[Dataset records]
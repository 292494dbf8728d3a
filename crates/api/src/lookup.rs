/// Maps the path form of a namespace root (`com/acme`) to a raw location
/// descriptor.
///
/// Archive-backed roots answer with `file:<archive>!/<entry>`, directory
/// roots with a plain path. `None` means the root exists on no search path.
pub trait ResourceLookup: Send + Sync {
    fn locate(&self, path_form: &str) -> Option<String>;
}

impl<F> ResourceLookup for F
where
    F: Fn(&str) -> Option<String> + Send + Sync,
{
    fn locate(&self, path_form: &str) -> Option<String> {
        self(path_form)
    }
}
//! Java classpath collaborators for the package scanner.
//!
//! [`Classpath`] answers resource lookups the way the JVM application class
//! loader does (`file:<jar>!/<path>` for archives, plain paths for class
//! directories) and [`ClasspathClassLoader`] turns a discovered name into a
//! parsed class handle.

pub mod classpath;
pub mod loader;

pub use classpath::Classpath;
pub use loader::ClasspathClassLoader;

use pkgscope_core::Scanner;
use std::sync::Arc;

/// Scanner wired to `classpath` for both lookup and class loading
pub fn java_scanner(classpath: Classpath) -> Scanner {
    let classpath = Arc::new(classpath);
    Scanner::new(classpath.clone())
        .with_class_loader(Arc::new(ClasspathClassLoader::new(classpath)))
}
use std::path::PathBuf;

#[derive(Debug, thiserror::Error)]
pub enum ScanError {
    #[error("Resource not found for namespace root: {0}")]
    ResourceNotFound(String),
    #[error("I/O error on {}: {source}", .path.display())]
    Io {
        path: PathBuf,
        #[source]
        source: std::io::Error,
    },
    #[error("Malformed location descriptor: {0}")]
    MalformedLocation(String),
    #[error("Class not found: {0}")]
    ClassNotFound(String),
    #[error("Invalid class file for {name}: {reason}")]
    InvalidClass { name: String, reason: String },
    #[error("No class loader configured")]
    NoClassLoader,
    #[error("Invalid configuration: {0}")]
    Config(String),
}

impl ScanError {
    pub fn io(path: impl Into<PathBuf>, source: std::io::Error) -> Self {
        ScanError::Io {
            path: path.into(),
            source,
        }
    }
}

pub type ScanResult<T> = std::result::Result<T, ScanError>;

• INSTRUCTIONS FOR THE TASK: Give back the records word for word. Start at the first line, end at the line containing "pub mod loader;", and include both.

• PROBLEM SOLUTION:
repository 292494dbf8728d3a
filename crates/api/src/lookup.rs
/// Maps the path form of a namespace root (`com/acme`) to a raw location
/// descriptor.
///
/// Archive-backed roots answer with `file:<archive>!/<entry>`, directory
/// roots with a plain path. `None` means the root exists on no search path.
pub trait ResourceLookup: Send + Sync {
    fn locate(&self, path_form: &str) -> Option<String>;
}

impl<F> ResourceLookup for F
where
    F: Fn(&str) -> Option<String> + Send + Sync,
{
    fn locate(&self, path_form: &str) -> Option<String> {
        self(path_form)
    }
}
//! Java classpath collaborators for the package scanner.
//!
//! [`Classpath`] answers resource lookups the way the JVM application class
//! loader does (`file:<jar>!/<path>` for archives, plain paths for class
//! directories) and [`ClasspathClassLoader`] turns a discovered name into a
//! parsed class handle.

pub mod classpath;
pub mod loader;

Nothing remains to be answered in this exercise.